>>>

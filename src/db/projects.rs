//! Project CRUD.

use super::{Database, info_object, json_column, now_ms};
use crate::error::ApiError;
use crate::sched::SchedulingPolicy;
use crate::types::{NewProject, Project};
use anyhow::Result;
use rusqlite::{Connection, OptionalExtension, Row, params};
use serde_json::Value;
use tracing::info;

pub fn parse_project_row(row: &Row) -> rusqlite::Result<Project> {
    let info: String = row.get("info")?;
    Ok(Project {
        id: row.get("id")?,
        short_name: row.get("short_name")?,
        name: row.get("name")?,
        allow_anonymous_contributors: row.get("allow_anonymous_contributors")?,
        info: json_column(&info),
        created_at: row.get("created_at")?,
    })
}

/// Fetch a project using an existing connection.
pub(crate) fn get_project_internal(conn: &Connection, project_id: i64) -> Result<Option<Project>> {
    let project = conn
        .query_row(
            "SELECT * FROM projects WHERE id = ?1",
            params![project_id],
            parse_project_row,
        )
        .optional()?;
    Ok(project)
}

impl Database {
    /// Create a new project. Short names are unique.
    pub fn create_project(&self, input: NewProject) -> Result<Project> {
        let short_name = input.short_name.trim().to_string();
        if short_name.is_empty() {
            return Err(ApiError::missing_field("short_name").into());
        }
        let name = if input.name.trim().is_empty() {
            short_name.clone()
        } else {
            input.name.trim().to_string()
        };
        let info = info_object(input.info, "info")?;
        let now = now_ms();

        self.with_conn(|conn| {
            let exists: bool = conn.query_row(
                "SELECT EXISTS(SELECT 1 FROM projects WHERE short_name = ?1)",
                params![&short_name],
                |row| row.get(0),
            )?;
            if exists {
                return Err(ApiError::already_exists("Project", &short_name).into());
            }

            conn.execute(
                "INSERT INTO projects (short_name, name, allow_anonymous_contributors, info, created_at)
                 VALUES (?1, ?2, ?3, ?4, ?5)",
                params![
                    &short_name,
                    &name,
                    input.allow_anonymous_contributors,
                    serde_json::to_string(&info)?,
                    now
                ],
            )?;
            let id = conn.last_insert_rowid();
            info!(project_id = id, short_name = %short_name, "Project created");

            Ok(Project {
                id,
                short_name,
                name,
                allow_anonymous_contributors: input.allow_anonymous_contributors,
                info,
                created_at: now,
            })
        })
    }

    /// Get a project by ID.
    pub fn get_project(&self, project_id: i64) -> Result<Option<Project>> {
        self.with_conn(|conn| get_project_internal(conn, project_id))
    }

    /// Get a project by its unique short name.
    pub fn get_project_by_short_name(&self, short_name: &str) -> Result<Option<Project>> {
        self.with_conn(|conn| {
            let project = conn
                .query_row(
                    "SELECT * FROM projects WHERE short_name = ?1",
                    params![short_name],
                    parse_project_row,
                )
                .optional()?;
            Ok(project)
        })
    }

    /// List all projects in creation order.
    pub fn list_projects(&self) -> Result<Vec<Project>> {
        self.with_conn(|conn| {
            let mut stmt = conn.prepare("SELECT * FROM projects ORDER BY id")?;
            let projects = stmt
                .query_map([], parse_project_row)?
                .collect::<rusqlite::Result<Vec<_>>>()?;
            Ok(projects)
        })
    }

    /// Store the scheduling policy in the project's `info.sched` key.
    pub fn set_project_policy(&self, project_id: i64, policy: SchedulingPolicy) -> Result<Project> {
        self.update_project_info(project_id, |info| {
            info.insert("sched".to_string(), Value::String(policy.as_str().to_string()));
        })
    }

    /// Allow or forbid anonymous contributions.
    pub fn set_allow_anonymous(&self, project_id: i64, allow: bool) -> Result<Project> {
        self.with_conn(|conn| {
            let updated = conn.execute(
                "UPDATE projects SET allow_anonymous_contributors = ?1 WHERE id = ?2",
                params![allow, project_id],
            )?;
            if updated == 0 {
                return Err(ApiError::project_not_found(project_id).into());
            }
            info!(project_id, allow, "Anonymous contribution setting changed");
            get_project_internal(conn, project_id)?
                .ok_or_else(|| ApiError::project_not_found(project_id).into())
        })
    }

    fn update_project_info<F>(&self, project_id: i64, edit: F) -> Result<Project>
    where
        F: FnOnce(&mut serde_json::Map<String, Value>),
    {
        self.with_conn(|conn| {
            let mut project = get_project_internal(conn, project_id)?
                .ok_or_else(|| ApiError::project_not_found(project_id))?;

            let mut map = match project.info.take() {
                Value::Object(map) => map,
                _ => serde_json::Map::new(),
            };
            edit(&mut map);
            project.info = Value::Object(map);

            conn.execute(
                "UPDATE projects SET info = ?1 WHERE id = ?2",
                params![serde_json::to_string(&project.info)?, project_id],
            )?;
            Ok(project)
        })
    }
}

#[cfg(test)]
mod tests {
    use super::*;

    fn new_project(short_name: &str) -> NewProject {
        NewProject {
            short_name: short_name.to_string(),
            name: String::new(),
            allow_anonymous_contributors: true,
            info: None,
        }
    }

    #[test]
    fn create_defaults_name_and_info() {
        let db = Database::open_in_memory().unwrap();
        let project = db.create_project(new_project("birds")).unwrap();
        assert_eq!(project.name, "birds");
        assert_eq!(project.info, serde_json::json!({}));
        assert!(project.allow_anonymous_contributors);
    }

    #[test]
    fn duplicate_short_name_is_rejected() {
        let db = Database::open_in_memory().unwrap();
        db.create_project(new_project("birds")).unwrap();
        let err = db.create_project(new_project("birds")).unwrap_err();
        let api: ApiError = err.into();
        assert_eq!(api.code, crate::error::ErrorCode::AlreadyExists);
    }

    #[test]
    fn set_policy_preserves_other_info_keys() {
        let db = Database::open_in_memory().unwrap();
        let mut input = new_project("birds");
        input.info = Some(serde_json::json!({"thumbnail": "x.png"}));
        let project = db.create_project(input).unwrap();

        let updated = db
            .set_project_policy(project.id, SchedulingPolicy::BreadthFirst)
            .unwrap();
        assert_eq!(updated.info["sched"], "breadth_first");
        assert_eq!(updated.info["thumbnail"], "x.png");

        let reloaded = db.get_project(project.id).unwrap().unwrap();
        assert_eq!(reloaded.info, updated.info);
    }

    #[test]
    fn set_allow_anonymous_on_missing_project_fails() {
        let db = Database::open_in_memory().unwrap();
        assert!(db.set_allow_anonymous(99, false).is_err());
    }
}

<<<

* _Instructions to follow_: Copy each line of the entries in which the string "updated" is found.

* _Result of the task_:
            let updated = conn.execute(
            if updated == 0 {
        let updated = db
        assert_eq!(updated.info["sched"], "breadth_first");
        assert_eq!(updated.info["thumbnail"], "x.png");
        assert_eq!(reloaded.info, updated.info);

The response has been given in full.